To be polite. We don’t want to make the other person feel awkward or embarrassed. Sometimes it’s something people ask how you are as an ice breaker, to get a conversation moving. We believe they aren’t really expecting a detailed response, because they have an ulterior motive for talking to us.
It’s a knee jerk reaction. We say it without even thinking. We’ve said it hundreds of times before and now it’s become second nature. Even if we want to say no, I’m not fine, we’ve said it already and feel like we can’t backtrack.
We feel rushed. Life often feels like it’s rushing by, and our days feel full to the brim. It’s the same with our conversations. Everyone is in such a hurry to get to their point, to say what needs to be said, they don’t stop and take time to really talk. But most importantly, we don’t always feel like we will be listened to.
We’re conditioned to say it. Everyone reacts the same way to the same question. It’s almost seen as improper to reply in any other way. We’ve grown up hearing it. Our parents said it as we were growing up. Our friends say it. Our colleagues say it. We overhear it in public. Because we’ve heard it again and again, by so many different people, there seems like there’s no other reply to make.
All of these reasons are there for one reason only. The F word; Fear
We fear what someone will think if we’re honest. We’re worried about the reaction we’ll get. The stigma attached to feeling unwell mentally means we hide our true feelings. We’re scared that the person who asked the question will not take us seriously, will judge us, will think we’re weak, or simply not care. In that split second these thoughts circle our minds and we answer how we always do.
I don’t want people to feel guilty for saying “I’m fine.” I don’t want mentally unwell people to feel the weight of having to change their behaviour. It’s up to both sides to change the course of the conversation.
Asking how someone is isn’t a simple question. No one is just ‘fine.’ So we shouldn’t expect that answer and should answer that question honestly and openly. I’ve spoken on the blog about self honesty before, which is part of what we need to do to be honest with others.
“Actually I’m not ok.”
“Honestly I’m struggling at the moment.”
“Life’s tough right now.”
When you’re asking how someone is, really mean it. Sit down with them, over a drink or a meal so they feel that you’re present in the conversation. Build up to it. Don’t just blurt out “How are you?” If you’ve noticed a change in them recently start with that.

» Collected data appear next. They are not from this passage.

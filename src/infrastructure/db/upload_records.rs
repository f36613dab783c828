use async_trait::async_trait;
use chrono::{DateTime, Utc};
use sqlx::sqlite::SqlitePool;

use crate::domain::error::{AppError, Result};
use crate::domain::upload_record::{NewUploadRecord, UploadRecord};

/// Durable store of analyzed uploads.
#[async_trait]
pub trait UploadRecordRepository: Send + Sync {
    async fn create(&self, record: NewUploadRecord) -> Result<UploadRecord>;
    async fn get_by_id(&self, id: i64) -> Result<UploadRecord>;
    /// Most recent first; never more than `limit` entries.
    async fn list_recent(&self, limit: i64) -> Result<Vec<UploadRecord>>;
}

pub struct SqliteUploadRecordRepository {
    pool: SqlitePool,
}

impl SqliteUploadRecordRepository {
    pub fn new(pool: SqlitePool) -> Self {
        Self { pool }
    }
}

#[async_trait]
impl UploadRecordRepository for SqliteUploadRecordRepository {
    async fn create(&self, record: NewUploadRecord) -> Result<UploadRecord> {
        let created_at = Utc::now().timestamp_millis();

        let id = sqlx::query(
            "INSERT INTO upload_records (source_file, original_name, uploaded_by, created_at, total_count, avg_temperature, avg_pressure, avg_flowrate)
             VALUES (?, ?, ?, ?, ?, ?, ?, ?)",
        )
        .bind(&record.source_file)
        .bind(&record.original_name)
        .bind(&record.uploaded_by)
        .bind(created_at)
        .bind(record.total_count.max(0))
        .bind(record.average_temperature)
        .bind(record.average_pressure)
        .bind(record.average_flowrate)
        .execute(&self.pool)
        .await
        .map_err(|e| AppError::DatabaseError(format!("Failed to insert upload record: {e}")))?
        .last_insert_rowid();

        self.get_by_id(id).await
    }

    async fn get_by_id(&self, id: i64) -> Result<UploadRecord> {
        let record = sqlx::query_as::<_, UploadRecordEntity>(
            "SELECT id, source_file, original_name, uploaded_by, created_at, total_count, avg_temperature, avg_pressure, avg_flowrate
             FROM upload_records WHERE id = ?",
        )
        .bind(id)
        .fetch_optional(&self.pool)
        .await
        .map_err(|e| AppError::DatabaseError(format!("Failed to fetch upload record: {e}")))?;

        match record {
            Some(record) => Ok(record.into()),
            None => Err(AppError::NotFound(format!("Upload record not found: {}", id))),
        }
    }

    async fn list_recent(&self, limit: i64) -> Result<Vec<UploadRecord>> {
        let records = sqlx::query_as::<_, UploadRecordEntity>(
            "SELECT id, source_file, original_name, uploaded_by, created_at, total_count, avg_temperature, avg_pressure, avg_flowrate
             FROM upload_records ORDER BY created_at DESC, id DESC LIMIT ?",
        )
        .bind(limit.max(0))
        .fetch_all(&self.pool)
        .await
        .map_err(|e| AppError::DatabaseError(format!("Failed to list upload records: {e}")))?;

        Ok(records.into_iter().map(|record| record.into()).collect())
    }
}

#[derive(sqlx::FromRow)]
struct UploadRecordEntity {
    id: i64,
    source_file: String,
    original_name: Option<String>,
    uploaded_by: Option<String>,
    created_at: i64,
    total_count: i64,
    avg_temperature: f64,
    avg_pressure: f64,
    avg_flowrate: f64,
}

impl From<UploadRecordEntity> for UploadRecord {
    fn from(entity: UploadRecordEntity) -> Self {
        Self {
            id: entity.id,
            source_file: entity.source_file,
            original_name: entity.original_name,
            uploaded_by: entity.uploaded_by,
            created_at: DateTime::<Utc>::from_timestamp_millis(entity.created_at)
                .unwrap_or_default(),
            total_count: entity.total_count,
            average_temperature: entity.avg_temperature,
            average_pressure: entity.avg_pressure,
            average_flowrate: entity.avg_flowrate,
        }
    }
}
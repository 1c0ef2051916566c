//! Face detection.
//!
//! [`FaceDetector`] is the seam the frame sampler calls once per tick. The
//! shipped implementation is [`ScrfdDetector`], an SCRFD model run through
//! ONNX Runtime with anchor-free decoding over three strides, followed by NMS.
//! It emits the 5-point SCRFD landmark layout.

use crate::types::{BoundingBox, FaceObservation, GrayImage, LandmarkLayout, Landmarks};
use ndarray::Array4;
use ort::session::Session;
use ort::value::{DynValue, TensorRef};
use std::path::Path;
use thiserror::Error;

const INPUT_SIZE: usize = 640;
const PIXEL_MEAN: f32 = 127.5;
const PIXEL_STD: f32 = 128.0;
const NMS_IOU: f32 = 0.4;
const STRIDES: [usize; 3] = [8, 16, 32];
const ANCHORS_PER_CELL: usize = 2;
const KEYPOINTS: usize = 5;

/// File name looked up under the model directory.
pub const SCRFD_MODEL_FILE: &str = "det_10g.onnx";

#[derive(Error, Debug)]
pub enum DetectorError {
    #[error("model file not found: {0}")]
    ModelNotFound(String),
    #[error("image buffer is {actual} bytes, expected {expected} for {width}x{height}")]
    BadImage {
        width: u32,
        height: u32,
        expected: usize,
        actual: usize,
    },
    #[error("inference failed: {0}")]
    InferenceFailed(String),
    #[error("ort: {0}")]
    Ort(#[from] ort::Error),
}

/// Finds faces in a grayscale image.
///
/// Implementations return every face scoring at least `min_confidence`,
/// best first. An empty vector means no face.
pub trait FaceDetector: Send {
    fn detect(
        &mut self,
        image: &GrayImage<'_>,
        min_confidence: f32,
    ) -> Result<Vec<FaceObservation>, DetectorError>;
}

/// Maps letterboxed model coordinates back to frame coordinates.
#[derive(Debug, Clone, Copy)]
struct Letterbox {
    scale: f32,
    pad_x: f32,
    pad_y: f32,
}

impl Letterbox {
    fn fit(width: usize, height: usize, target: usize) -> (Self, usize, usize) {
        let scale = (target as f32 / width as f32).min(target as f32 / height as f32);
        let new_w = ((width as f32 * scale).round() as usize).min(target);
        let new_h = ((height as f32 * scale).round() as usize).min(target);
        let letterbox = Self {
            scale,
            pad_x: (target - new_w) as f32 / 2.0,
            pad_y: (target - new_h) as f32 / 2.0,
        };
        (letterbox, new_w, new_h)
    }

    fn unmap(&self, x: f32, y: f32) -> (f32, f32) {
        ((x - self.pad_x) / self.scale, (y - self.pad_y) / self.scale)
    }
}

/// (score, bbox, kps) output positions for one stride.
type StrideOutputs = (usize, usize, usize);

/// SCRFD detector backed by an ONNX Runtime session.
pub struct ScrfdDetector {
    session: Session,
    outputs: [StrideOutputs; 3],
}

impl ScrfdDetector {
    pub fn load(model_path: &Path) -> Result<Self, DetectorError> {
        if !model_path.exists() {
            return Err(DetectorError::ModelNotFound(model_path.display().to_string()));
        }

        let session = Session::builder()?
            .with_intra_threads(2)?
            .commit_from_file(model_path)?;

        let names: Vec<String> = session.outputs().iter().map(|o| o.name().to_string()).collect();
        if names.len() < 9 {
            return Err(DetectorError::InferenceFailed(format!(
                "SCRFD needs 9 outputs (score/bbox/kps per stride), model has {}",
                names.len()
            )));
        }
        let outputs = output_layout(&names);

        tracing::info!(path = %model_path.display(), ?outputs, "loaded SCRFD model");
        Ok(Self { session, outputs })
    }

    /// Load [`SCRFD_MODEL_FILE`] from `model_dir`.
    pub fn from_model_dir(model_dir: &Path) -> Result<Self, DetectorError> {
        Self::load(&model_dir.join(SCRFD_MODEL_FILE))
    }
}

impl FaceDetector for ScrfdDetector {
    fn detect(
        &mut self,
        image: &GrayImage<'_>,
        min_confidence: f32,
    ) -> Result<Vec<FaceObservation>, DetectorError> {
        let (width, height) = (image.width as usize, image.height as usize);
        let expected = width * height;
        if width == 0 || height == 0 || image.data.len() < expected {
            return Err(DetectorError::BadImage {
                width: image.width,
                height: image.height,
                expected,
                actual: image.data.len(),
            });
        }

        let (input, letterbox) = preprocess(image.data, width, height);
        let outputs = self
            .session
            .run(ort::inputs![TensorRef::from_array_view(input.view())?])?;

        let mut candidates = Vec::new();
        for (slot, &stride) in STRIDES.iter().enumerate() {
            let (score_idx, bbox_idx, kps_idx) = self.outputs[slot];
            let tensors = StrideTensors {
                scores: tensor_data(&outputs[score_idx], "scores", stride)?,
                bboxes: tensor_data(&outputs[bbox_idx], "bboxes", stride)?,
                kps: tensor_data(&outputs[kps_idx], "kps", stride)?,
            };
            candidates.extend(decode_stride(&tensors, stride, &letterbox, min_confidence));
        }

        let faces = nms(candidates, NMS_IOU)
            .into_iter()
            .map(|c| FaceObservation {
                bbox: c.bbox,
                confidence: c.score,
                landmarks: c.keypoints.map(|k| Landmarks::new(LandmarkLayout::Scrfd5, k.to_vec())),
                timestamp: image.captured_at,
            })
            .collect::<Vec<_>>();

        tracing::trace!(faces = faces.len(), "SCRFD pass");
        Ok(faces)
    }
}

fn tensor_data<'a>(value: &'a DynValue, what: &str, stride: usize) -> Result<&'a [f32], DetectorError> {
    value
        .try_extract_tensor::<f32>()
        .map(|(_, data)| data)
        .map_err(|e| DetectorError::InferenceFailed(format!("{what} stride {stride}: {e}")))
}

/// Bilinear letterbox into a 640x640 NCHW tensor, gray replicated to 3 channels.
fn preprocess(frame: &[u8], width: usize, height: usize) -> (Array4<f32>, Letterbox) {
    let (letterbox, new_w, new_h) = Letterbox::fit(width, height, INPUT_SIZE);
    let resized = resize_bilinear(frame, width, height, new_w, new_h);

    let x0 = letterbox.pad_x.floor() as usize;
    let y0 = letterbox.pad_y.floor() as usize;

    // Padding uses the mean so it normalizes to zero.
    let mut tensor = Array4::<f32>::zeros((1, 3, INPUT_SIZE, INPUT_SIZE));
    for y in 0..new_h {
        for x in 0..new_w {
            let v = (resized[y * new_w + x] as f32 - PIXEL_MEAN) / PIXEL_STD;
            for c in 0..3 {
                tensor[[0, c, y0 + y, x0 + x]] = v;
            }
        }
    }
    (tensor, letterbox)
}

fn resize_bilinear(src: &[u8], width: usize, height: usize, new_w: usize, new_h: usize) -> Vec<u8> {
    let sx = width as f32 / new_w.max(1) as f32;
    let sy = height as f32 / new_h.max(1) as f32;
    let mut out = vec![0u8; new_w * new_h];

    for y in 0..new_h {
        let fy_src = ((y as f32 + 0.5) * sy - 0.5).max(0.0);
        let y0 = (fy_src as usize).min(height - 1);
        let y1 = (y0 + 1).min(height - 1);
        let fy = fy_src - y0 as f32;

        for x in 0..new_w {
            let fx_src = ((x as f32 + 0.5) * sx - 0.5).max(0.0);
            let x0 = (fx_src as usize).min(width - 1);
            let x1 = (x0 + 1).min(width - 1);
            let fx = fx_src - x0 as f32;

            let top = src[y0 * width + x0] as f32 * (1.0 - fx) + src[y0 * width + x1] as f32 * fx;
            let bottom = src[y1 * width + x0] as f32 * (1.0 - fx) + src[y1 * width + x1] as f32 * fx;
            out[y * new_w + x] = (top * (1.0 - fy) + bottom * fy).round().clamp(0.0, 255.0) as u8;
        }
    }
    out
}

/// Name-based output mapping ("score_8", "bbox_16", "kps_32", ...) with a
/// positional fallback of scores 0-2, bboxes 3-5, kps 6-8.
fn output_layout(names: &[String]) -> [StrideOutputs; 3] {
    let find = |prefix: &str, stride: usize| {
        let wanted = format!("{prefix}_{stride}");
        names.iter().position(|n| *n == wanted)
    };
    let named = |stride: usize| Some((find("score", stride)?, find("bbox", stride)?, find("kps", stride)?));

    match (named(STRIDES[0]), named(STRIDES[1]), named(STRIDES[2])) {
        (Some(a), Some(b), Some(c)) => [a, b, c],
        _ => {
            tracing::debug!(?names, "SCRFD output names not recognized, using positional layout");
            [(0, 3, 6), (1, 4, 7), (2, 5, 8)]
        }
    }
}

struct StrideTensors<'a> {
    scores: &'a [f32],
    bboxes: &'a [f32],
    kps: &'a [f32],
}

#[derive(Debug, Clone)]
struct Candidate {
    bbox: BoundingBox,
    score: f32,
    keypoints: Option<[(f32, f32); KEYPOINTS]>,
}

fn decode_stride(
    tensors: &StrideTensors<'_>,
    stride: usize,
    letterbox: &Letterbox,
    threshold: f32,
) -> Vec<Candidate> {
    let grid = INPUT_SIZE / stride;
    let anchors = grid * grid * ANCHORS_PER_CELL;
    let step = stride as f32;
    let mut out = Vec::new();

    for idx in 0..anchors {
        let score = tensors.scores.get(idx).copied().unwrap_or(0.0);
        if score < threshold {
            continue;
        }
        let Some(d) = tensors.bboxes.get(idx * 4..idx * 4 + 4) else {
            continue;
        };

        let cell = idx / ANCHORS_PER_CELL;
        let ax = (cell % grid) as f32 * step;
        let ay = (cell / grid) as f32 * step;

        let (x1, y1) = letterbox.unmap(ax - d[0] * step, ay - d[1] * step);
        let (x2, y2) = letterbox.unmap(ax + d[2] * step, ay + d[3] * step);

        let keypoints = tensors
            .kps
            .get(idx * KEYPOINTS * 2..(idx + 1) * KEYPOINTS * 2)
            .map(|k| std::array::from_fn(|i| letterbox.unmap(ax + k[i * 2] * step, ay + k[i * 2 + 1] * step)));

        out.push(Candidate {
            bbox: BoundingBox {
                x: x1,
                y: y1,
                width: x2 - x1,
                height: y2 - y1,
            },
            score,
            keypoints,
        });
    }
    out
}

/// Greedy non-maximum suppression; output is sorted best first.
fn nms(mut candidates: Vec<Candidate>, iou_threshold: f32) -> Vec<Candidate> {
    candidates.sort_by(|a, b| b.score.total_cmp(&a.score));

    let mut keep: Vec<Candidate> = Vec::new();
    for candidate in candidates {
        if keep.iter().all(|k| k.bbox.iou(&candidate.bbox) <= iou_threshold) {
            keep.push(candidate);
        }
    }
    keep
}

#[cfg(test)]
mod tests {
    use super::*;

    fn candidate(x: f32, y: f32, size: f32, score: f32) -> Candidate {
        Candidate {
            bbox: BoundingBox {
                x,
                y,
                width: size,
                height: size,
            },
            score,
            keypoints: None,
        }
    }

    #[test]
    fn test_nms_suppresses_overlap_and_sorts() {
        let kept = nms(
            vec![
                candidate(200.0, 200.0, 50.0, 0.7),
                candidate(5.0, 5.0, 100.0, 0.8),
                candidate(0.0, 0.0, 100.0, 0.9),
            ],
            NMS_IOU,
        );
        let scores: Vec<f32> = kept.iter().map(|c| c.score).collect();
        assert_eq!(scores, vec![0.9, 0.7]);
    }

    #[test]
    fn test_nms_empty() {
        assert!(nms(Vec::new(), NMS_IOU).is_empty());
    }

    #[test]
    fn test_letterbox_unmap_inverts_fit() {
        let (lb, new_w, new_h) = Letterbox::fit(320, 240, INPUT_SIZE);
        assert_eq!((new_w, new_h), (640, 480));
        let (x, y) = lb.unmap(100.0 * lb.scale + lb.pad_x, 50.0 * lb.scale + lb.pad_y);
        assert!((x - 100.0).abs() < 1e-3);
        assert!((y - 50.0).abs() < 1e-3);
    }

    #[test]
    fn test_output_layout_named_shuffled() {
        let names: Vec<String> = [
            "bbox_8", "kps_8", "score_8", "bbox_16", "kps_16", "score_16", "bbox_32", "kps_32",
            "score_32",
        ]
        .iter()
        .map(|s| s.to_string())
        .collect();
        assert_eq!(output_layout(&names), [(2, 0, 1), (5, 3, 4), (8, 6, 7)]);
    }

    #[test]
    fn test_output_layout_positional_fallback() {
        let names: Vec<String> = (0..9).map(|i: usize| i.to_string()).collect();
        assert_eq!(output_layout(&names), [(0, 3, 6), (1, 4, 7), (2, 5, 8)]);
    }

    #[test]
    fn test_resize_uniform_stays_uniform() {
        let src = vec![128u8; 100 * 100];
        let out = resize_bilinear(&src, 100, 100, 200, 200);
        assert!(out.iter().all(|&p| p == 128));
    }

    #[test]
    fn test_decode_respects_threshold_and_emits_landmarks() {
        let grid = INPUT_SIZE / 32;
        let anchors = grid * grid * ANCHORS_PER_CELL;
        let mut scores = vec![0.0f32; anchors];
        let mut bboxes = vec![0.0f32; anchors * 4];
        let mut kps = vec![0.0f32; anchors * KEYPOINTS * 2];

        // Anchor 2 sits in cell 1: (32, 0) in input space.
        scores[2] = 0.15;
        scores[4] = 0.05;
        bboxes[8..12].copy_from_slice(&[1.0, 0.0, 1.0, 2.0]);
        kps[20..30].copy_from_slice(&[0.5; 10]);

        let tensors = StrideTensors {
            scores: &scores,
            bboxes: &bboxes,
            kps: &kps,
        };
        let identity = Letterbox {
            scale: 1.0,
            pad_x: 0.0,
            pad_y: 0.0,
        };
        let out = decode_stride(&tensors, 32, &identity, 0.1);

        assert_eq!(out.len(), 1);
        let c = &out[0];
        assert_eq!(c.bbox, BoundingBox { x: 0.0, y: 0.0, width: 64.0, height: 64.0 });
        let kp = c.keypoints.unwrap();
        assert_eq!(kp[0], (48.0, 16.0));
    }
}
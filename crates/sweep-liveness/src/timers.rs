//! The timer group of one recording attempt.
//!
//! The sampler tick, the countdown and the recorder watch are registered
//! together and torn down together. Every task races the group's token, so a
//! task that outlives its attempt is dropped at its next await point rather
//! than touching shared state.

use std::future::Future;
use tokio::task::JoinSet;
use tokio_util::sync::CancellationToken;

#[derive(Debug, Clone, Copy, PartialEq, Eq)]
pub enum TimerKind {
    Sampler,
    Countdown,
    Recorder,
}

#[derive(Debug)]
pub struct AttemptTimers {
    token: CancellationToken,
    tasks: JoinSet<TimerKind>,
}

impl AttemptTimers {
    /// New group, cancelled with `parent` or on its own shutdown.
    pub fn new(parent: &CancellationToken) -> Self {
        Self {
            token: parent.child_token(),
            tasks: JoinSet::new(),
        }
    }

    pub fn spawn<F>(&mut self, kind: TimerKind, task: F)
    where
        F: Future<Output = ()> + Send + 'static,
    {
        let token = self.token.clone();
        self.tasks.spawn(async move {
            tokio::select! {
                biased;
                _ = token.cancelled() => tracing::trace!(timer = ?kind, "timer cancelled"),
                _ = task => tracing::trace!(timer = ?kind, "timer finished"),
            }
            kind
        });
    }

    /// Token every timer of this group observes.
    pub fn token(&self) -> &CancellationToken {
        &self.token
    }

    /// Timers still running.
    pub fn active(&self) -> usize {
        self.tasks.len()
    }

    /// Cancel every timer and wait until all of them have exited.
    pub async fn shutdown(mut self) {
        self.token.cancel();
        while let Some(joined) = self.tasks.join_next().await {
            if let Err(e) = joined {
                if e.is_panic() {
                    tracing::warn!(error = %e, "attempt timer panicked");
                }
            }
        }
    }
}

impl Drop for AttemptTimers {
    fn drop(&mut self) {
        self.token.cancel();
    }
}
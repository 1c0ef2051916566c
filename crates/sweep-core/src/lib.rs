//! sweep-core — Head pose estimation and the segment sweep liveness check.
//!
//! Pure, synchronous building blocks: landmark types, the pose estimator,
//! the eight-segment state machine, calibration data, and the face detector
//! seam with an SCRFD implementation on ONNX Runtime.

pub mod calibration;
pub mod detector;
pub mod pose;
pub mod segments;
pub mod types;

pub use calibration::{Calibration, CalibrationError};
pub use detector::{DetectorError, FaceDetector, ScrfdDetector};
pub use pose::{estimate, PoseCalibration, PoseEstimate, PoseSample};
pub use segments::{
    AngleRange, AxisMatch, Direction, LivenessState, SegmentPlan, SegmentTarget, Step, SEGMENT_COUNT,
};
pub use types::{BoundingBox, FaceObservation, GrayImage, LandmarkLayout, Landmarks};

“I’ve noticed you’ve been quieter recently”
“I’ve been a bit worried about you”
“I thought it would be good to have a catch up.”
Time To Change are running a simple yet powerful campaign encouraging people to ask twice. Asking someone how they are and if they respond with they’re ok, ask them again. It shows you actually want to have a meaningful conversation with them. You’re not rushing them, you’re not waiting for your turn to speak.
Have that conversation, be honest and frank about how you’re feeling. For both sides it will make a difference.